■ **Work instruction**:
I need every line that includes the word "read" copied from the material.

■ **Supplied entries**:
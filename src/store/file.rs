//! Simple file-backed store for lightweight deployments and offline renders.

// std
use std::{
	fs::{self, File},
	io::Write,
	path::{Path, PathBuf},
};
// self
use crate::{
	_prelude::*,
	rate::{PriceRecord, TariffCode, TimeWindow},
	store::{RecordStore, SettingsStore, StoreError, StoreFuture, StoreState},
};

/// Persists records and settings to a single JSON snapshot after each mutation.
#[derive(Clone, Debug)]
pub struct FileStore {
	path: PathBuf,
	inner: Arc<RwLock<StoreState>>,
}
impl FileStore {
	/// Opens (or creates) a store at the provided path, eagerly loading existing data.
	pub fn open(path: impl Into<PathBuf>) -> Result<Self, StoreError> {
		let path = path.into();

		Self::ensure_parent_exists(&path)?;

		let snapshot = Self::load_snapshot(&path)?;

		Ok(Self { path, inner: Arc::new(RwLock::new(snapshot)) })
	}

	/// Location of the snapshot file.
	pub fn path(&self) -> &Path {
		&self.path
	}

	fn load_snapshot(path: &Path) -> Result<StoreState, StoreError> {
		if !path.exists() {
			return Ok(StoreState::default());
		}

		let metadata = path.metadata().map_err(|e| StoreError::Backend {
			message: format!("Failed to inspect {}: {e}", path.display()),
		})?;

		if metadata.len() == 0 {
			return Ok(StoreState::default());
		}

		let bytes = fs::read(path).map_err(|e| StoreError::Backend {
			message: format!("Failed to read {}: {e}", path.display()),
		})?;

		serde_json::from_slice(&bytes).map_err(|e| StoreError::Serialization {
			message: format!("Failed to parse {}: {e}", path.display()),
		})
	}

	fn ensure_parent_exists(path: &Path) -> Result<(), StoreError> {
		if let Some(parent) = path.parent().filter(|p| !p.as_os_str().is_empty()) {
			fs::create_dir_all(parent).map_err(|e| StoreError::Backend {
				message: format!("Failed to create store directory {}: {e}", parent.display()),
			})?;
		}

		Ok(())
	}

	fn persist_locked(&self, contents: &StoreState) -> Result<(), StoreError> {
		let serialized =
			serde_json::to_vec_pretty(contents).map_err(|e| StoreError::Serialization {
				message: format!("Failed to serialize store snapshot: {e}"),
			})?;
		let mut tmp_path = self.path.clone();

		tmp_path.set_extension("tmp");

		{
			let mut file = File::create(&tmp_path).map_err(|e| StoreError::Backend {
				message: format!("Failed to create {}: {e}", tmp_path.display()),
			})?;

			file.write_all(&serialized).map_err(|e| StoreError::Backend {
				message: format!("Failed to write {}: {e}", tmp_path.display()),
			})?;
			file.sync_all().map_err(|e| StoreError::Backend {
				message: format!("Failed to sync {}: {e}", tmp_path.display()),
			})?;
		}

		fs::rename(&tmp_path, &self.path).map_err(|e| StoreError::Backend {
			message: format!("Failed to replace {}: {e}", self.path.display()),
		})
	}

	fn mutate(&self, apply: impl FnOnce(&mut StoreState)) -> Result<(), StoreError> {
		let mut guard = self.inner.write();
		let mut next = guard.clone();

		apply(&mut next);
		self.persist_locked(&next)?;
		*guard = next;

		Ok(())
	}
}
impl RecordStore for FileStore {
	fn upsert(&self, records: Vec<PriceRecord>) -> StoreFuture<'_, ()> {
		Box::pin(async move { self.mutate(|state| state.upsert(records)) })
	}

	fn query<'a>(
		&'a self,
		tariff: &'a TariffCode,
		window: TimeWindow,
	) -> StoreFuture<'a, Vec<PriceRecord>> {
		Box::pin(async move { Ok(self.inner.read().query(tariff, window)) })
	}
}
impl SettingsStore for FileStore {
	fn get<'a>(&'a self, key: &'a str) -> StoreFuture<'a, Option<String>> {
		Box::pin(async move { Ok(self.inner.read().get(key)) })
	}

	fn put<'a>(&'a self, key: &'a str, value: String) -> StoreFuture<'a, ()> {
		Box::pin(async move { self.mutate(|state| state.put(key, value)) })
	}
}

■ **Output**:
		let bytes = fs::read(path).map_err(|e| StoreError::Backend {
			message: format!("Failed to read {}: {e}", path.display()),
		Box::pin(async move { Ok(self.inner.read().query(tariff, window)) })
		Box::pin(async move { Ok(self.inner.read().get(key)) })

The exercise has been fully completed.